For a couple accustomed to the constant socialising that is a part of their industry, their four-bedroom home is a haven of quietude; a place to unwind and be connected to the family (which includes two teenage daughters: Georgia, 19, and Isabella, 16).

This sense of connectedness is obvious even from the way the home’s interior presents itself. Soon after entering, one’s sightline is driven past the kitchen towards the large windows preceding an outdoor area.
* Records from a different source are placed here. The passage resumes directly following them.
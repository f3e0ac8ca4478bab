//! API error types and their HTTP mapping.

use axum::http::StatusCode;
use axum::response::{IntoResponse, Response};
use axum::Json;
use planpilot_billing::BillingError;
use serde_json::json;

#[derive(Debug, thiserror::Error)]
pub enum ApiError {
    #[error("{0}")]
    Validation(String),

    #[error("{0}")]
    Unauthorized(String),

    #[error("{0}")]
    NotFound(String),

    #[error("database error: {0}")]
    Database(#[from] sqlx::Error),

    #[error("internal error: {0}")]
    Internal(String),
}

pub type ApiResult<T> = Result<T, ApiError>;

impl IntoResponse for ApiError {
    fn into_response(self) -> Response {
        let (status, message) = match &self {
            ApiError::Validation(msg) => (StatusCode::BAD_REQUEST, msg.clone()),
            ApiError::Unauthorized(msg) => (StatusCode::UNAUTHORIZED, msg.clone()),
            ApiError::NotFound(msg) => (StatusCode::NOT_FOUND, msg.clone()),
            // Never leak storage details to the caller.
            ApiError::Database(e) => {
                tracing::error!(error = %e, "Database error");
                (
                    StatusCode::INTERNAL_SERVER_ERROR,
                    "Internal server error".to_string(),
                )
            }
            ApiError::Internal(msg) => {
                tracing::error!(error = %msg, "Internal error");
                (
                    StatusCode::INTERNAL_SERVER_ERROR,
                    "Internal server error".to_string(),
                )
            }
        };

        (status, Json(json!({ "error": message }))).into_response()
    }
}

impl From<BillingError> for ApiError {
    fn from(err: BillingError) -> Self {
        match err {
            BillingError::InvalidPlan(_) => ApiError::Validation(err.to_string()),
            BillingError::AccountNotFound(_) => ApiError::NotFound("Account not found".to_string()),
            BillingError::Database(e) => ApiError::Database(e),
        }
    }
}

#[cfg(test)]
mod tests {
    use super::*;
    use uuid::Uuid;

    #[test]
    fn billing_errors_map_to_expected_statuses() {
        let invalid: ApiError = BillingError::InvalidPlan("gold".to_string()).into();
        assert!(matches!(invalid, ApiError::Validation(_)));

        let missing: ApiError = BillingError::AccountNotFound(Uuid::new_v4()).into();
        assert!(matches!(missing, ApiError::NotFound(_)));

        let db: ApiError = BillingError::Database(sqlx::Error::PoolClosed).into();
        assert!(matches!(db, ApiError::Database(_)));
    }
}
Zebra chair: “It also features throughout the hotel as a result of the same Moroccan trip. We enjoy its uniqueness and it is a memory of our travels together,” says Kate.  Image:  David Straight

The home’s core is a large dining and lounge area with exposed trusses and a motif of timber. The décor is eclectic: “Our house represents us… there is not one specific genre. We enjoy aspects of everything!” Kate offers as an explanation while confessing their latest musical experiences have been as varied as Def Leppard and Barry White: “We are like a fruit salad!” says Craig with a deadpan grin.

In their home, light pieces, fittings and lamps from Bali and various ports in Europe share a space with quirky additions from a recent hotel furniture shopping trip to Morocco. Large, black-and-white portraits of their daughters seem to officiate the entire space.

“I don’t see the point of having places in the home that you cannot use; or places where you can’t get a sense of the people who live there by what surrounds them,” says Kate.